La confusión más costosa que enfrenta este ingrediente no está en el laboratorio, sino en la percepción pública y en los marcos legales que esa percepción ha construido. El cáñamo industrial es la variedad de Cannabis sativa cultivada para aplicaciones no psicoactivas —fibra, papel, construcción y alimentos—, y el componente relevante para la industria alimentaria es exclusivamente la semilla y sus cuatro derivados: semilla descascarillada, harina, aceite y proteína aislada. El THC, compuesto psicoactivo, está prácticamente ausente en estas fracciones. El CBD, aunque carente de psicoactividad, tampoco está autorizado en alimentos en ningún país latinoamericano.

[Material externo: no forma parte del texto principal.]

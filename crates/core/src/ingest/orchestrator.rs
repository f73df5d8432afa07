//! Ingestion orchestrator.
//!
//! Walks the symbol universe batch by batch on a single lane, asks the
//! provider chain for each symbol, writes what comes back to the bar store,
//! and threads a [`CheckpointRecord`] through every step. The record is saved
//! after each batch so that a restart resumes at the first unfinished batch.
//!
//! # Example
//!
//! ```ignore
//! let orchestrator = IngestOrchestrator::new(chain, store, checkpoints, config);
//! let report = orchestrator.run(&universe).await?;
//! std::process::exit(report.exit_status().code().into());
//! ```

use std::collections::HashMap;
use std::sync::Arc;

use chrono::Utc;
use serde::{Deserialize, Serialize};
use serde_json::json;
use tracing::{debug, error, info, warn};
use uuid::Uuid;

use boursomatic_market_data::{
    BarProvider, FailureCause, FetchOutcome, FetchWindow, MarketDataError, Symbol,
};

use super::checkpoint::{resolve_start_offset, CheckpointRecord, CheckpointStore, RunState};
use super::config::IngestConfig;
use super::coverage::{expected_bar_count, is_covered, CoverageReport};
use super::pacing::{Batch, Pacer};
use crate::bars::{BarStore, UpsertSummary};
use crate::errors::Result;

/// Terminal state of one symbol.
#[derive(Clone, Copy, Debug, PartialEq, Eq, Serialize, Deserialize)]
#[serde(rename_all = "SCREAMING_SNAKE_CASE")]
pub enum SymbolState {
    Persisted,
    SkippedEmpty,
    Failed,
    AlreadyCovered,
}

impl SymbolState {
    pub fn as_str(&self) -> &'static str {
        match self {
            Self::Persisted => "PERSISTED",
            Self::SkippedEmpty => "SKIPPED_EMPTY",
            Self::Failed => "FAILED",
            Self::AlreadyCovered => "ALREADY_COVERED",
        }
    }
}

/// What happened to one symbol.
#[derive(Clone, Debug, PartialEq)]
pub struct SymbolReport {
    pub index: usize,
    pub symbol: Symbol,
    pub state: SymbolState,
    pub bars: UpsertSummary,
    /// Provider that produced the result, if any did
    pub provider: Option<String>,
    pub failure: Option<FailureCause>,
    /// Error message for failures not caused by a provider
    pub store_error: Option<String>,
    /// The store could not be reached at all
    pub store_unavailable: bool,
}

impl SymbolReport {
    fn new(index: usize, symbol: &Symbol, state: SymbolState) -> Self {
        Self {
            index,
            symbol: symbol.clone(),
            state,
            bars: UpsertSummary::default(),
            provider: None,
            failure: None,
            store_error: None,
            store_unavailable: false,
        }
    }

    fn fetch_failed(index: usize, symbol: &Symbol, cause: FailureCause) -> Self {
        Self {
            provider: Some(cause.provider.clone()),
            failure: Some(cause),
            ..Self::new(index, symbol, SymbolState::Failed)
        }
    }

    pub fn throttled(&self) -> bool {
        self.failure
            .as_ref()
            .is_some_and(FailureCause::involves_throttling)
    }

    pub fn cause(&self) -> Option<String> {
        self.failure
            .as_ref()
            .map(ToString::to_string)
            .or_else(|| self.store_error.clone())
    }
}

/// Whether the run continues after a batch.
#[derive(Clone, Debug, PartialEq, Eq)]
pub enum BatchFlow {
    Continue,
    Abort(String),
}
//! Batch ingestion: pacing, checkpointing, coverage and the run loop.

mod checkpoint;
mod config;
mod coverage;
mod orchestrator;
mod pacing;
mod universe;

pub use checkpoint::{
    resolve_start_offset, CheckpointRecord, CheckpointStore, FileCheckpointStore, RunCounts,
    RunState, SymbolError, DAILY_CHECKPOINT_FILE, INTRADAY_CHECKPOINT_FILE, WEEKLY_CHECKPOINT_FILE,
};
pub use config::{
    IngestConfig, Lookback, DEFAULT_END_OF_DAY_COVERAGE_TARGET, DEFAULT_INTRADAY_COVERAGE_TARGET,
    DEFAULT_MAX_CONSECUTIVE_STORE_FAILURES,
};
pub use coverage::{coverage_percentage, expected_bar_count, is_covered, CoverageReport};
pub use orchestrator::{
    BatchFlow, ExitStatus, IngestOrchestrator, RunReport, SymbolReport, SymbolState,
};
pub use pacing::{Batch, Batches, Pacer, PacingConfig};
pub use universe::{load_universe, parse_universe, DEFAULT_MARKET};
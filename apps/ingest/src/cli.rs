use std::path::PathBuf;

use clap::{Args, Parser, Subcommand};

use boursomatic_market_data::{Interval, Market};

#[derive(Parser, Debug)]
#[command(
    name = "boursomatic-ingest",
    version,
    about = "Batch OHLCV ingestion with retry, fallback and resumable checkpoints"
)]
pub struct Cli {
    #[command(subcommand)]
    pub command: Command,
}

#[derive(Subcommand, Debug)]
pub enum Command {
    /// Ingest bars for the symbol universe.
    Run(RunArgs),
    /// Print company fundamentals for one ticker as JSON.
    Fundamentals {
        ticker: String,

        #[arg(long, default_value = "NASDAQ")]
        market: Market,
    },
    /// Print the checkpoint artifact for an interval.
    Checkpoint {
        #[arg(long, default_value = "daily")]
        interval: Interval,

        /// Checkpoint file. Defaults to the interval's file in BOURSO_CHECKPOINT_DIR.
        #[arg(long)]
        checkpoint: Option<PathBuf>,
    },
}

#[derive(Args, Debug, Clone)]
pub struct RunArgs {
    /// daily, weekly, 1h, 15m or 5m.
    #[arg(long, default_value = "daily")]
    pub interval: Interval,

    /// Years of history. Default 8 for daily and weekly bars.
    #[arg(long, conflicts_with = "days")]
    pub years: Option<u32>,

    /// Days of history. Default 30 for intraday bars.
    #[arg(long)]
    pub days: Option<u32>,

    #[arg(long)]
    pub batch_size: Option<usize>,

    /// Seconds between two symbols.
    #[arg(long)]
    pub symbol_delay: Option<f64>,

    /// Seconds between two batches.
    #[arg(long)]
    pub batch_delay: Option<f64>,

    /// Universe index to start from, ignoring the checkpoint.
    #[arg(long)]
    pub start_offset: Option<usize>,

    /// Only process the first N symbols of the universe.
    #[arg(long)]
    pub max_symbols: Option<usize>,

    /// Fetch but write nothing.
    #[arg(long, default_value_t = false)]
    pub dry_run: bool,

    /// Percent of attempted symbols that must succeed.
    #[arg(long)]
    pub coverage_target: Option<f64>,

    /// Skip symbols whose bars are already mostly stored.
    #[arg(long, default_value_t = false)]
    pub skip_covered: bool,

    #[arg(long)]
    pub checkpoint: Option<PathBuf>,

    #[arg(long)]
    pub universe: Option<PathBuf>,

    #[arg(long)]
    pub db_path: Option<String>,
}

Esta distinción no es semántica. Es la base sobre la que Argentina dio un paso concreto en 2023, incorporando la semilla de cáñamo, la harina desgrasada y el aceite al Código Alimentario Argentino mediante la Resolución Conjunta 31/2023. Es también el argumento que permite a Colombia, Chile y Perú avanzar, con distintos ritmos, en marcos que contemplan los derivados de semilla sin los fitocannabinoides que generan controversia. México y Brasil, los dos mercados más grandes de la región, mantienen restricciones que impiden comercializar estos insumos con su nombre real en el etiquetado de productos terminados, lo que no frena la formulación pero sí la comunicación al consumidor.

Eliminada la confusión conceptual, el perfil técnico habla por sí solo. La semilla descascarillada entrega alrededor de 31.6 g de proteína por cada 100 g, superando a la chía —aproximadamente 16 g— y a la linaza —cerca de 18 g—, y lo hace con proteína completa: uno de los pocos vegetales, junto a la quinoa, la soya y el trigo sarraceno, que cubre los nueve aminoácidos esenciales sin combinaciones adicionales. La harina concentra ese contenido y puede alcanzar casi 50% de proteína, un valor inusual en materias primas vegetales y directamente relevante para la reformulación de barras, galletas y panes funcionales que compiten por el claim de alto en proteína.

El aceite, que representa cerca del 30% del peso de la semilla, aporta ácidos grasos esenciales con una relación omega-6/omega-3 de aproximadamente 3:1, consistente con las recomendaciones de organismos como la OMS para la prevención cardiovascular. Su digestibilidad oscila entre 90% y 95%, lo que lo posiciona favorablemente frente a otras grasas vegetales de origen industrial. Y la ausencia estructural de gluten convierte a la harina en candidata tanto para reemplazo parcial como total en formulaciones destinadas al segmento celíaco y al consumidor flexitariano, dos de los perfiles de mayor crecimiento en la categoría de panificación en la región.

Para el desarrollador de productos, la pregunta no es si el cáñamo tiene credenciales técnicas —las tiene, y bien documentadas—. La pregunta operativa es cuándo la ventana regulatoria estará suficientemente abierta para que esas credenciales se traduzcan en etiqueta, y si vale la pena construir capacidad de formulación antes de que eso ocurra. Dado el ritmo de avance en Argentina y el histórico de adopción regional de ingredientes con respaldo nutricional sólido, la respuesta apunta a que ese momento se acerca más rápido de lo que la inercia regulatoria sugiere.